10. DELETION OR RETURN
10.1 Upon termination, Processor shall delete all Controller Personal Data within 30 days, unless Customer requests return in a standard format.
10.2 Legal retention requirements override deletion.
11. CCPA
11.1 Processor is a Service Provider.
11.2 Processor shall not sell, share, retain, use, or disclose Controller Personal Data except to provide the Service.
12. LIABILITY
12.1 Liability is subject to Section 7 of the Main Agreement.
12.2 Each Party is liable for direct damages and GDPR fines attributable to its breach.
13. GOVERNING LAW
13.1 Governed by the laws of the State of Delaware, USA.
13.2 Exclusive jurisdiction: courts in New Castle County, Delaware.
14. EXECUTION & ADOPTION
14.1 This DPA is incorporated by reference into the Main Agreement and becomes effective upon Customer's acceptance of the InboxPilot Terms of Service.
14.2 By using the Service, Customer acknowledges and agrees to be bound by the terms of this DPA. No separate signature is required for this DPA to be effective.
14.3 If Customer requires a signed DPA for compliance purposes, Customer may download the PDF version, complete the required information, sign it, and return it to support@inboxpilot.co. Upon receipt of a signed DPA, the signed version will supersede this automatically incorporated DPA.
ANNEX I – SUB-PROCESSORS
The following sub-processors are authorized to process Controller Personal Data:
- Amazon Web Services, Inc. - Cloud hosting (USA)
- Google LLC - Gmail/Outlook OAuth (USA)
- OpenAI, LLC - AI services (USA)
- Stripe, Inc. - Payments (USA)
- Zendesk, Inc. - Support tickets, optional (USA)
Updated: October 1, 2025
ANNEX II – SECURITY MEASURES
Encryption: AES-256 at rest; TLS 1.3 in transit
Access Control: MFA, RBAC, least privilege
Logging & Monitoring: Real-time alerts, 90-day audit logs
Backups: Daily encrypted backups, 30-day retention
Incident Response: Less than 1 hour initial response, tested quarterly
Training: Annual security training for all staff
ANNEX III – STANDARD CONTRACTUAL CLAUSES (EU)
The Standard Contractual Clauses (Module 2: Controller to Processor) per Commission Decision (EU) 2021/914 are incorporated by reference.

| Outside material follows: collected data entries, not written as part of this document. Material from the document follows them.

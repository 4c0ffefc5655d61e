//! Bounded FIFO event queue with blocking producer/consumer semantics.
//!
//! This is the queue an [`crate::active_object::ActiveObject`] drains. The
//! blocking `get` is built on `tokio::sync::Notify`, generalized into "wake
//! everyone waiting on non-empty" / "wake everyone waiting on non-full": a
//! `get` that blocks on a condition notified by both enqueue and shutdown
//! never busy-polls and never misses a wakeup.

use std::collections::VecDeque;
use std::sync::atomic::{AtomicBool, Ordering};
use std::sync::Arc;
use tokio::sync::{Mutex, Notify};

use crate::errors::EngineError;

pub const DEFAULT_CAPACITY: usize = 128;

struct Inner<T> {
    queue: Mutex<VecDeque<T>>,
    capacity: usize,
    closed: AtomicBool,
    not_empty: Notify,
    not_full: Notify,
}

/// A bounded, FIFO, multi-producer multi-consumer queue.
pub struct EventQueue<T> {
    inner: Arc<Inner<T>>,
}

impl<T> Clone for EventQueue<T> {
    fn clone(&self) -> Self {
        EventQueue { inner: self.inner.clone() }
    }
}

impl<T> EventQueue<T> {
    pub fn new(capacity: usize) -> Self {
        EventQueue {
            inner: Arc::new(Inner {
                queue: Mutex::new(VecDeque::with_capacity(capacity)),
                capacity,
                closed: AtomicBool::new(false),
                not_empty: Notify::new(),
                not_full: Notify::new(),
            }),
        }
    }

    /// Pushes `item` onto the back of the queue, blocking while the queue is
    /// full. Fails with [`EngineError::ShuttingDown`] if the queue has been
    /// closed.
    pub async fn add(&self, item: T) -> Result<(), EngineError> {
        let mut item = Some(item);
        loop {
            if self.inner.closed.load(Ordering::SeqCst) {
                return Err(EngineError::ShuttingDown);
            }

            // Register for the next `not_full` wakeup before checking
            // capacity: a `get` that drains the queue and notifies between
            // our check and an unregistered `.await` would otherwise park
            // this waiter past the one wakeup it needed.
            let notified = self.inner.not_full.notified();
            tokio::pin!(notified);
            notified.as_mut().enable();

            {
                let mut guard = self.inner.queue.lock().await;
                if guard.len() < self.inner.capacity {
                    guard.push_back(item.take().expect("item consumed at most once"));
                    drop(guard);
                    self.inner.not_empty.notify_waiters();
                    return Ok(());
                }
            }

            notified.await;
        }
    }

    /// Pops the item at the front of the queue, blocking until one is
    /// available or the queue is closed and drained (in which case `None` is
    /// returned).
    pub async fn get(&self) -> Option<T> {
        loop {
            let notified = self.inner.not_empty.notified();
            tokio::pin!(notified);
            notified.as_mut().enable();

            {
                let mut guard = self.inner.queue.lock().await;
                if let Some(item) = guard.pop_front() {
                    drop(guard);
                    self.inner.not_full.notify_waiters();
                    return Some(item);
                }
                if self.inner.closed.load(Ordering::SeqCst) {
                    return None;
                }
            }

            notified.await;
        }
    }

    /// Pops the item at the front without blocking, if any.
    pub async fn get_nonblocking(&self) -> Option<T> {
        let mut guard = self.inner.queue.lock().await;
        let item = guard.pop_front();
        drop(guard);
        if item.is_some() {
            self.inner.not_full.notify_waiters();
        }
        item
    }

    /// Drains every item currently queued, returning them in FIFO order.
    pub async fn drain_all(&self) -> Vec<T> {
        let mut guard = self.inner.queue.lock().await;
        let drained: Vec<T> = guard.drain(..).collect();
        drop(guard);
        self.inner.not_full.notify_waiters();
        drained
    }

    pub async fn depth(&self) -> usize {
        self.inner.queue.lock().await.len()
    }

    /// Blocks until the queue becomes empty.
    pub async fn wait_until_empty(&self) {
        loop {
            let notified = self.inner.not_full.notified();
            tokio::pin!(notified);
            notified.as_mut().enable();

            if self.depth().await == 0 {
                return;
            }

            notified.await;
        }
    }

    /// Stops the queue from accepting further `add`s and wakes every blocked
    /// `get`/`add` so they can observe the closed state instead of waiting
    /// forever.
    pub fn close(&self) {
        self.inner.closed.store(true, Ordering::SeqCst);
        self.inner.not_empty.notify_waiters();
        self.inner.not_full.notify_waiters();
    }

    pub fn is_closed(&self) -> bool {
        self.inner.closed.load(Ordering::SeqCst)
    }
}

#[cfg(test)]
mod tests {
    use super::*;

    #[tokio::test]
    async fn fifo_order_preserved() {
        let q: EventQueue<i32> = EventQueue::new(DEFAULT_CAPACITY);
        q.add(1).await.unwrap();
        q.add(2).await.unwrap();
        q.add(3).await.unwrap();
        assert_eq!(q.get().await, Some(1));
        assert_eq!(q.get().await, Some(2));
        assert_eq!(q.get().await, Some(3));
    }

    #[tokio::test]
    async fn add_blocks_when_full_until_drained() {
        let q: EventQueue<i32> = EventQueue::new(1);
        q.add(1).await.unwrap();
        let q2 = q.clone();
        let blocked = tokio::spawn(async move {
            q2.add(2).await.unwrap();
        });
        tokio::time::sleep(tokio::time::Duration::from_millis(20)).await;
        assert!(!blocked.is_finished());
        assert_eq!(q.get().await, Some(1));
        blocked.await.unwrap();
        assert_eq!(q.get().await, Some(2));
    }

    #[tokio::test]
    async fn closed_queue_rejects_add_and_drains_to_none() {
        let q: EventQueue<i32> = EventQueue::new(DEFAULT_CAPACITY);
        q.add(1).await.unwrap();
        q.close();
        assert_eq!(q.add(2).await, Err(EngineError::ShuttingDown));
        assert_eq!(q.get().await, Some(1));
        assert_eq!(q.get().await, None);
    }

    #[tokio::test]
    async fn get_wakes_promptly_on_enqueue() {
        let q: EventQueue<i32> = EventQueue::new(DEFAULT_CAPACITY);
        let q2 = q.clone();
        let getter = tokio::spawn(async move { q2.get().await });
        tokio::time::sleep(tokio::time::Duration::from_millis(10)).await;
        q.add(99).await.unwrap();
        let got = tokio::time::timeout(tokio::time::Duration::from_millis(200), getter)
            .await
            .expect("get should return promptly after enqueue")
            .unwrap();
        assert_eq!(got, Some(99));
    }
}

The full text of the EU Standard Contractual Clauses is available at: https://eur-lex.europa.eu/eli/dec_impl/2021/914/oj
ANNEX IV – UK INTERNATIONAL DATA TRANSFER AGREEMENT / ADDENDUM
For transfers of Personal Data from the United Kingdom to the United States, the UK International Data Transfer Agreement (IDTA) or the International Data Transfer Addendum to the EU Standard Contractual Clauses (as applicable) are incorporated by reference.